Он остановился, напряженно озираясь по сторонам. Парк с его деревьями остался далеко позади. Они были в открытом поле, кое-где распаханном, по краям тонущем в темноте. Вместо горизонта со всех сторон причудливо наступали тени.

— Не самое подходяшее место для разговора о трупах, — заметил Егор.

Г-н Назарие, поеживаясь, сунул руки в карманы. Как будто не слыша Егорова замечания, он то ли додумывал свою мысль, то ли колебался, стоит ли выкладывать все до последнего.
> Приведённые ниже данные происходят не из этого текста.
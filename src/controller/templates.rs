use actix_web::dev::HttpServiceFactory;
use actix_web::{get, post, web, HttpResponse, Responder};

use serde::Deserialize;

use sqlx::PgPool;

use crate::auth::StaffUser;
use crate::error::{RestError, RestResult};
use crate::model::NewTemplate;
use crate::repo::TemplatesRepo;

use super::non_blank;

#[derive(Debug, Deserialize)]
pub struct TemplateForm {
    template_name: Option<String>,
    template_type: Option<String>,
    subject_line: Option<String>,
    message_body: Option<String>,
    #[serde(default)]
    is_default: bool,
}

impl TemplateForm {
    /// Templates created through the API belong to the caller
    fn into_template(self, staff: &StaffUser) -> Result<NewTemplate, String> {
        let required = |value: Option<String>, name: &str| {
            non_blank(value).ok_or_else(|| format!("{} is required", name))
        };

        Ok(NewTemplate {
            user_id: Some(staff.user_id),
            template_name: required(self.template_name, "template_name")?,
            template_type: required(self.template_type, "template_type")?,
            subject_line: required(self.subject_line, "subject_line")?,
            // Keep the body exactly as written, line breaks included
            message_body: self
                .message_body
                .filter(|body| !body.trim().is_empty())
                .ok_or("message_body is required")?,
            is_default: self.is_default,
        })
    }
}

/// The caller's own templates plus the shared defaults
#[tracing::instrument(name = "List templates", skip(staff, pool), fields(user_id = %staff.user_id))]
#[get("")]
async fn list(staff: StaffUser, pool: web::Data<PgPool>) -> RestResult<impl Responder> {
    let templates = TemplatesRepo::list_for_user(pool.get_ref(), staff.user_id).await?;

    Ok(HttpResponse::Ok().json(templates))
}

#[tracing::instrument(name = "Create a template", skip(staff, pool))]
#[post("")]
async fn create(
    staff: StaffUser,
    form: web::Json<TemplateForm>,
    pool: web::Data<PgPool>,
) -> RestResult<impl Responder> {
    let template = form
        .into_inner()
        .into_template(&staff)
        .map_err(RestError::Validation)?;

    let template = TemplatesRepo::insert(pool.get_ref(), &template).await?;

    Ok(HttpResponse::Created().json(template))
}

/// Notification template API endpoints
pub fn scope() -> impl HttpServiceFactory {
    web::scope("/templates").service(list).service(create)
}
use std::str::FromStr;

use chrono::{DateTime, Duration, TimeZone, Utc};

use serde::{Deserialize, Serialize};

use uuid::Uuid;

use base64::{
    alphabet,
    engine::{self, general_purpose},
    Engine as _,
};

use super::SigningKey;

lazy_static::lazy_static! {
    static ref BASE64_ENGINE: engine::GeneralPurpose =
        engine::GeneralPurpose::new(&alphabet::URL_SAFE, general_purpose::NO_PAD);
}

#[derive(Debug, PartialEq, Eq, thiserror::Error)]
pub enum TokenError {
    #[error("Token signature does not match")]
    SignatureMismatch,
    #[error("Token is expired")]
    Expired,
    #[error("Failed to decode or encode token")]
    Malformed,
}

impl From<std::str::Utf8Error> for TokenError {
    fn from(_e: std::str::Utf8Error) -> Self {
        Self::Malformed
    }
}

impl From<serde_json::Error> for TokenError {
    fn from(_e: serde_json::Error) -> Self {
        Self::Malformed
    }
}

impl From<base64::DecodeError> for TokenError {
    fn from(_e: base64::DecodeError) -> Self {
        Self::Malformed
    }
}

pub type TokenResult<T> = Result<T, TokenError>;

/// Identity of the staff member a session token was issued to
#[derive(Debug, Clone, PartialEq, Eq, Serialize, Deserialize)]
pub struct StaffClaims {
    pub user_id: Uuid,
    pub email: String,
}

/// Signed bearer token of the form `<base64 message>.<base64 signature>`
#[derive(Debug, Clone, PartialEq)]
pub struct SessionToken(String);

#[derive(Debug, Serialize, Deserialize)]
struct TokenMessage {
    exp: i64,
    data: StaffClaims,
}

impl SessionToken {
    /// Issue a token for `claims` that expires at `expires_at`
    pub fn issue(
        key: &SigningKey,
        claims: StaffClaims,
        expires_at: DateTime<Utc>,
    ) -> TokenResult<Self> {
        let msg = serde_json::to_string(&TokenMessage {
            exp: expires_at.timestamp(),
            data: claims,
        })?;
        let sig = key.sign(msg.as_bytes());

        Ok(Self(format!(
            "{}.{}",
            BASE64_ENGINE.encode(msg),
            BASE64_ENGINE.encode(sig)
        )))
    }

    /// Issue a token that expires after `ttl`
    pub fn issue_for(
        key: &SigningKey,
        claims: StaffClaims,
        ttl: Duration,
    ) -> TokenResult<(Self, DateTime<Utc>)> {
        let expires_at = Utc::now() + ttl;
        Ok((Self::issue(key, claims, expires_at)?, expires_at))
    }

    /// Check the signature and expiry, yielding the staff claims
    pub fn verify(&self, key: &SigningKey) -> TokenResult<StaffClaims> {
        self.verify_at(key, Utc::now())
    }

    fn verify_at(&self, key: &SigningKey, now: DateTime<Utc>) -> TokenResult<StaffClaims> {
        let (msg, sig) = self.0.split_once('.').ok_or(TokenError::Malformed)?;
        let msg = BASE64_ENGINE.decode(msg)?;
        let sig = BASE64_ENGINE.decode(sig)?;

        if !key.verify(&msg, &sig) {
            return Err(TokenError::SignatureMismatch);
        }

        let msg: TokenMessage = serde_json::from_str(std::str::from_utf8(&msg)?)?;
        // Unrepresentable timestamps count as expired
        let expired = Utc
            .timestamp_opt(msg.exp, 0)
            .earliest()
            .map_or(true, |exp| now >= exp);
        if expired {
            Err(TokenError::Expired)
        } else {
            Ok(msg.data)
        }
    }
}

impl AsRef<str> for SessionToken {
    fn as_ref(&self) -> &str {
        &self.0
    }
}

impl FromStr for SessionToken {
    type Err = TokenError;

    fn from_str(token: &str) -> Result<Self, Self::Err> {
        let token = token.trim();
        if token.is_empty() {
            return Err(TokenError::Malformed);
        }
        Ok(Self(token.to_string()))
    }
}
use chrono::{DateTime, Utc};

use serde::Serialize;

use uuid::Uuid;

use crate::domain::{ItemType, MailStatus};

/// Stored mail or package record
#[derive(Debug, Clone, Serialize, sqlx::FromRow)]
pub struct MailItem {
    pub mail_item_id: Uuid,
    pub contact_id: Uuid,
    pub item_type: ItemType,
    pub tracking_number: Option<String>,
    pub description: Option<String>,
    pub received_date: DateTime<Utc>,
    pub quantity: i32,
    pub status: MailStatus,
    pub pickup_date: Option<DateTime<Utc>>,
    pub last_notified: Option<DateTime<Utc>>,
    pub notification_count: i32,
    pub dismissed_at: Option<DateTime<Utc>>,
    pub dismissed_by: Option<String>,
    pub archived_at: Option<DateTime<Utc>>,
    pub created_at: DateTime<Utc>,
    pub updated_at: DateTime<Utc>,
}

impl MailItem {
    /// Whether the item belongs on the follow-up dashboard
    pub fn needs_follow_up(&self) -> bool {
        self.archived_at.is_none() && self.dismissed_at.is_none() && self.status.awaits_pickup()
    }
}

/// New mail item intake
#[derive(Debug)]
pub struct NewMailItem {
    pub contact_id: Uuid,
    pub item_type: ItemType,
    pub tracking_number: Option<String>,
    pub description: Option<String>,
    pub received_date: DateTime<Utc>,
    pub quantity: i32,
    pub status: MailStatus,
}

/// Partial update of a mail item; `None` leaves a field unchanged
#[derive(Debug, Default)]
pub struct MailItemUpdate {
    pub status: Option<MailStatus>,
    pub quantity: Option<i32>,
    pub tracking_number: Option<String>,
    pub description: Option<String>,
}

/// Filters for listing mail items
#[derive(Debug, Default)]
pub struct MailItemFilter {
    pub contact_id: Option<Uuid>,
    pub status: Option<MailStatus>,
}
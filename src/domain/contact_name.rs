use std::collections::HashSet;
use std::str::FromStr;

use unicode_segmentation::UnicodeSegmentation;

const MAX_LEN: usize = 256;

/// Person or company name of a mailbox renter
#[derive(Debug, Clone, PartialEq)]
pub struct ContactName(String);

impl AsRef<str> for ContactName {
    fn as_ref(&self) -> &str {
        &self.0
    }
}

impl FromStr for ContactName {
    type Err = String;

    fn from_str(value: &str) -> Result<Self, Self::Err> {
        lazy_static::lazy_static! {
            // Braces collide with template placeholder syntax
            static ref INVALID_CHARS: HashSet<char> = ['<', '>', '\\', '{', '}']
                .into_iter()
                .collect();
        }

        let value = value.trim();
        if value.is_empty() {
            return Err("Name cannot be empty".into());
        }
        if value.graphemes(true).count() > MAX_LEN {
            return Err("Name too long".into());
        }
        if value.chars().any(|c| INVALID_CHARS.contains(&c)) {
            return Err("Name contains invalid characters".into());
        }
        Ok(Self(value.to_string()))
    }
}
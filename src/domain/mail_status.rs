use std::fmt;
use std::str::FromStr;

use serde::{Deserialize, Serialize};

/// Lifecycle status of a logged mail item
///
/// `Received -> Notified -> Picked Up`, with `Forward`, `Scanned Document`,
/// `Abandoned Package` and `Resolved` as terminal side branches.
#[derive(Debug, Clone, Copy, Default, PartialEq, Eq, Hash, Serialize, Deserialize)]
pub enum MailStatus {
    #[default]
    Received,
    Notified,
    #[serde(rename = "Picked Up")]
    PickedUp,
    Forward,
    #[serde(rename = "Scanned Document")]
    Scanned,
    #[serde(rename = "Abandoned Package")]
    Abandoned,
    Resolved,
}

impl MailStatus {
    fn rank(self) -> u8 {
        match self {
            Self::Received => 0,
            Self::Notified => 1,
            _ => 2,
        }
    }

    pub fn is_terminal(self) -> bool {
        self.rank() == 2
    }

    /// Still sitting on the shelf, waiting for the customer
    pub fn awaits_pickup(self) -> bool {
        !self.is_terminal()
    }

    /// Statuses only move forward; re-notifying a notified item is allowed
    pub fn can_transition_to(self, next: MailStatus) -> bool {
        if self == Self::Notified && next == Self::Notified {
            return true;
        }
        next.rank() > self.rank()
    }
}

impl AsRef<str> for MailStatus {
    fn as_ref(&self) -> &str {
        match self {
            Self::Received => "Received",
            Self::Notified => "Notified",
            Self::PickedUp => "Picked Up",
            Self::Forward => "Forward",
            Self::Scanned => "Scanned Document",
            Self::Abandoned => "Abandoned Package",
            Self::Resolved => "Resolved",
        }
    }
}

impl fmt::Display for MailStatus {
    fn fmt(&self, f: &mut fmt::Formatter<'_>) -> fmt::Result {
        f.write_str(self.as_ref())
    }
}

impl FromStr for MailStatus {
    type Err = String;

    fn from_str(value: &str) -> Result<Self, Self::Err> {
        match value.trim().to_lowercase().as_str() {
            "received" => Ok(Self::Received),
            "notified" => Ok(Self::Notified),
            "picked up" => Ok(Self::PickedUp),
            "forward" => Ok(Self::Forward),
            "scanned document" | "scanned" => Ok(Self::Scanned),
            "abandoned package" | "abandoned" => Ok(Self::Abandoned),
            "resolved" => Ok(Self::Resolved),
            other => Err(format!("{} is not a valid mail status", other)),
        }
    }
}

impl_text_column!(MailStatus);

#[derive(Debug, Clone, Copy, PartialEq, Eq, Serialize, Deserialize)]
pub enum ItemType {
    Letter,
    Package,
}

impl AsRef<str> for ItemType {
    fn as_ref(&self) -> &str {
        match self {
            Self::Letter => "Letter",
            Self::Package => "Package",
        }
    }
}

impl fmt::Display for ItemType {
    fn fmt(&self, f: &mut fmt::Formatter<'_>) -> fmt::Result {
        f.write_str(self.as_ref())
    }
}

impl FromStr for ItemType {
    type Err = String;

    fn from_str(value: &str) -> Result<Self, Self::Err> {
        match value.trim().to_lowercase().as_str() {
            "letter" => Ok(Self::Letter),
            "package" => Ok(Self::Package),
            other => Err(format!("{} is not a valid item type", other)),
        }
    }
}

impl_text_column!(ItemType);
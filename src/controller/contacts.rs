use actix_web::dev::HttpServiceFactory;
use actix_web::{delete, get, post, put, web, HttpResponse, Responder};

use serde::Deserialize;

use sqlx::PgPool;

use uuid::Uuid;

use crate::auth::StaffUser;
use crate::domain::{ContactName, EmailAddress, MailboxNumber};
use crate::error::{RestError, RestResult};
use crate::model::{ContactFilter, ContactView, NewContact};
use crate::repo::ContactsRepo;

use super::non_blank;

/// Contact fields as submitted by the front desk
#[derive(Debug, Default, Deserialize)]
pub struct ContactForm {
    contact_person: Option<String>,
    company_name: Option<String>,
    mailbox_number: Option<String>,
    email: Option<String>,
    phone: Option<String>,
    preferred_language: Option<String>,
    display_name_preference: Option<String>,
    status: Option<String>,
    notes: Option<String>,
}

impl TryFrom<ContactForm> for NewContact {
    type Error = String;

    fn try_from(form: ContactForm) -> Result<Self, Self::Error> {
        let contact_person: Option<ContactName> = non_blank(form.contact_person)
            .map(|name| name.parse())
            .transpose()?;
        let company_name: Option<ContactName> = non_blank(form.company_name)
            .map(|name| name.parse())
            .transpose()?;
        if contact_person.is_none() && company_name.is_none() {
            return Err("Either contact person or company name is required".into());
        }

        let mailbox_number: MailboxNumber = non_blank(form.mailbox_number)
            .ok_or("Mailbox number is required")?
            .parse()?;
        let email: Option<EmailAddress> = non_blank(form.email)
            .map(|email| email.parse())
            .transpose()?;

        Ok(Self {
            contact_person,
            company_name,
            mailbox_number,
            email,
            phone: non_blank(form.phone),
            preferred_language: parse_or_default(form.preferred_language)?,
            display_name_preference: parse_or_default(form.display_name_preference)?,
            status: parse_or_default(form.status)?,
            notes: non_blank(form.notes),
        })
    }
}

fn parse_or_default<T>(value: Option<String>) -> Result<T, String>
where
    T: std::str::FromStr<Err = String> + Default,
{
    non_blank(value)
        .map(|value| value.parse())
        .transpose()
        .map(Option::unwrap_or_default)
}

#[derive(Debug, Deserialize)]
pub struct ContactQuery {
    status: Option<String>,
    search: Option<String>,
}

#[tracing::instrument(name = "List contacts", skip(_staff, pool))]
#[get("")]
async fn list(
    _staff: StaffUser,
    query: web::Query<ContactQuery>,
    pool: web::Data<PgPool>,
) -> RestResult<impl Responder> {
    let ContactQuery { status, search } = query.into_inner();
    let filter = ContactFilter {
        status: non_blank(status)
            .map(|status| status.parse())
            .transpose()
            .map_err(RestError::Validation)?,
        search,
    };

    let contacts: Vec<ContactView> = ContactsRepo::list(pool.get_ref(), &filter)
        .await?
        .into_iter()
        .map(ContactView::from)
        .collect();

    Ok(HttpResponse::Ok().json(contacts))
}

#[tracing::instrument(name = "Create a contact", skip(_staff, pool))]
#[post("")]
async fn create(
    _staff: StaffUser,
    form: web::Json<ContactForm>,
    pool: web::Data<PgPool>,
) -> RestResult<impl Responder> {
    let new_contact: NewContact = form.into_inner().try_into().map_err(RestError::Validation)?;

    let contact = ContactsRepo::insert(pool.get_ref(), &new_contact).await?;

    Ok(HttpResponse::Created().json(ContactView::from(contact)))
}

#[tracing::instrument(name = "Fetch a contact", skip(_staff, pool))]
#[get("/{contact_id}")]
async fn fetch(
    _staff: StaffUser,
    path: web::Path<(Uuid,)>,
    pool: web::Data<PgPool>,
) -> RestResult<impl Responder> {
    let (contact_id,) = path.into_inner();

    let contact = ContactsRepo::fetch_by_id(pool.get_ref(), contact_id)
        .await?
        .ok_or_else(|| RestError::not_found("Contact not found"))?;

    Ok(HttpResponse::Ok().json(ContactView::from(contact)))
}

#[tracing::instrument(name = "Update a contact", skip(_staff, pool))]
#[put("/{contact_id}")]
async fn update(
    _staff: StaffUser,
    path: web::Path<(Uuid,)>,
    form: web::Json<ContactForm>,
    pool: web::Data<PgPool>,
) -> RestResult<impl Responder> {
    let (contact_id,) = path.into_inner();
    let contact: NewContact = form.into_inner().try_into().map_err(RestError::Validation)?;

    let contact = ContactsRepo::update(pool.get_ref(), contact_id, &contact)
        .await?
        .ok_or_else(|| RestError::not_found("Contact not found"))?;

    Ok(HttpResponse::Ok().json(ContactView::from(contact)))
}

/// Soft delete: the contact is archived, never removed
#[tracing::instrument(name = "Archive a contact", skip(_staff, pool))]
#[delete("/{contact_id}")]
async fn archive(
    _staff: StaffUser,
    path: web::Path<(Uuid,)>,
    pool: web::Data<PgPool>,
) -> RestResult<impl Responder> {
    let (contact_id,) = path.into_inner();

    let contact = ContactsRepo::archive(pool.get_ref(), contact_id)
        .await?
        .ok_or_else(|| RestError::not_found("Contact not found"))?;

    Ok(HttpResponse::Ok().json(ContactView::from(contact)))
}

/// Contact directory API endpoints
pub fn scope() -> impl HttpServiceFactory {
    web::scope("/contacts")
        .service(list)
        .service(create)
        .service(fetch)
        .service(update)
        .service(archive)
}
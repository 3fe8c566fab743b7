use sqlx::{PgConnection, PgExecutor};

use uuid::Uuid;

use crate::model::{ActionRecord, NewAction};

/// Repository for the append-only staff action log
pub struct ActionHistoryRepo;

impl ActionHistoryRepo {
    #[tracing::instrument(name = "Insert action history", skip(executor))]
    pub async fn insert<'con>(
        executor: impl PgExecutor<'con>,
        action: &NewAction,
    ) -> sqlx::Result<ActionRecord> {
        sqlx::query_as(
            "insert into action_history(mail_item_id, action_type, action_description, \
             previous_value, new_value, performed_by, notes) \
             values ($1, $2, $3, $4, $5, $6, $7) returning *",
        )
        .bind(action.mail_item_id)
        .bind(&action.action_type)
        .bind(&action.action_description)
        .bind(action.previous_value.as_deref())
        .bind(action.new_value.as_deref())
        .bind(&action.performed_by)
        .bind(action.notes.as_deref())
        .fetch_one(executor)
        .await
    }

    /// Insert several entries on one connection, usually inside a transaction
    #[tracing::instrument(name = "Insert action history batch", skip(conn, actions), fields(count = actions.len()))]
    pub async fn insert_many(
        conn: &mut PgConnection,
        actions: &[NewAction],
    ) -> sqlx::Result<Vec<ActionRecord>> {
        let mut records = Vec::with_capacity(actions.len());
        for action in actions {
            records.push(Self::insert(&mut *conn, action).await?);
        }
        Ok(records)
    }

    /// History of one mail item, newest first
    #[tracing::instrument(name = "List action history of mail item", skip(executor))]
    pub async fn list_for_item<'con>(
        executor: impl PgExecutor<'con>,
        mail_item_id: Uuid,
    ) -> sqlx::Result<Vec<ActionRecord>> {
        sqlx::query_as(
            "select * from action_history where mail_item_id = $1 \
             order by action_timestamp desc",
        )
        .bind(mail_item_id)
        .fetch_all(executor)
        .await
    }
}
use std::time::Duration;

use reqwest::Client;

use serde::{Deserialize, Serialize};

use secrecy::Secret;

use url::Url;

const SOURCE_LANGUAGE: &str = "en";
const TARGET_LANGUAGE: &str = "zh";

/// REST client for the English to Chinese translation service
#[derive(Debug)]
pub struct TranslationClient {
    client: Client,

    api_translate_url: Url,
    api_key: Secret<String>,
}

impl TranslationClient {
    pub fn new(
        api_timeout: Duration,
        api_base_url: Url,
        api_key: Secret<String>,
    ) -> anyhow::Result<Self> {
        let client = Client::builder().timeout(api_timeout).build()?;

        let api_translate_url = api_base_url.join("translate")?;

        Ok(Self {
            client,
            api_translate_url,
            api_key,
        })
    }

    /// Translate English text to Simplified Chinese
    #[tracing::instrument(name = "Translate text via API", skip(self, text), fields(text_length = text.len()))]
    pub async fn translate(&self, text: &str) -> reqwest::Result<String> {
        use secrecy::ExposeSecret;

        let body = TranslateRequest {
            q: text,
            source: SOURCE_LANGUAGE,
            target: TARGET_LANGUAGE,
            format: "text",
            api_key: self.api_key.expose_secret(),
        };

        let response: TranslateResponse = self
            .client
            .post(self.api_translate_url.clone())
            .json(&body)
            .send()
            .await?
            .error_for_status()?
            .json()
            .await?;

        Ok(response.translated_text)
    }
}

#[derive(Debug, Serialize)]
struct TranslateRequest<'a> {
    q: &'a str,
    source: &'a str,
    target: &'a str,
    format: &'a str,
    api_key: &'a str,
}

#[derive(Debug, Deserialize)]
#[serde(rename_all = "camelCase")]
struct TranslateResponse {
    translated_text: String,
}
Он глотал вохдух раскрытым ртом, по своему обыкновению запрокинув голову. На него хорошо, как всегда, действовала ночная прохлада на открытом пространстве, вне кругового плена деревьев и надзора сверху луны.

— В любом случае, — решился он наконец, — девица Кристина исчезла странным образом. Люди говорят, что она стала вампиром...

Он произнес эти слова самым естественным тоном, без дрожи в голосе, все еще глядя в небо. Егор попытался изобразить улыбку.

— Я надеюсь, вы-то сами ни во что такое не верите?

— Я как-то не задумывался, — ответил г-н Назарие. — Не знаю, надо или нет верить в такие страсти, да меня это и не слишком занимает...

Егор поспешно подхватил:

— Вот именно, этого еще не хватало!

Он отдавал себе отчет, что кривит душой, но сейчас им с г-ном Назарие надо было быть заодно — так диктовало подсознание.

— ...ясно только, что эта история наложила свой отпечаток и на дом, и на домочадцев, — прибавил г-н Назарие. — Мне у них неуютно... Все, что я вам сейчас рассказал, — вполне возможно, деревенские сплетни, но я и без того чувствую, как меня что-то гнетет, когда я там...

Полуобернувшись, он махнул рукой в сторону парка и тут же — будто что-то приковало его взгляд, — заговорил без умолку, сбивчиво, взахлеб.

«Ему страшно», — подумал Егор, удивляясь своему спокойствию: вот он стоит рядом с человеком, которого прямо на глазах захлестывает ужас, стоит и сохраняет трезвость рассудка и даже способность к анализу. Однако оглянуться на парк он не смел. Один взмах руки г-на Назарие был красноречивее, чем весь его горячечный монолог. «Уж не увидел ли он там то же, что Симина?..» Но голова у Егора была ясная, разве что на душе — легкое беспокойство.

— Не надо ничего бояться! — прервал он поток слов своего спутника. — Не смотрите больше туда...

Однако г-н Назарие не хотел или не мог последовать его совету. Он не отрывал глаз от парка, весь превратясь в судорожное, напряженное ожидание.

— Воля ваша, но оттуда что-то идет, — прошептал он.

Тогда Егор тоже обернулся. Тень парка стояла вдалеке плотной стеной. Он ничего не увидел, только слабое мерцание с левой стороны, где находилась усадьба.

— Ничего там нет, — с облегчением проговорил он.

И в ту же минуту раздался леденящий душу вой, вой обезумевшей собаки, зловещий, инфернальный. Потом — все ближе и ближе — глухой топот, тяжелое дыхание бегущего зверя. Из темноты к ним кинулся большой серый пес. Прижав уши, дрожа и скуля, он завилял хвостом, стал тереться об их ноги, лизать руки, время от времени замирая и издавая тот же вой — вой необъяснимого ужаса.

— Он тоже испугался, бедняга, — приговаривал Егор, гладя пса. — Ишь какой пугливый...

Но ему было приятно чувствовать у своих ног теплое, сильное животное. Приятно — в этом поле, открытом со всех сторон и снова замкнутом, где-то вдалеке, туманным поясом горизонта.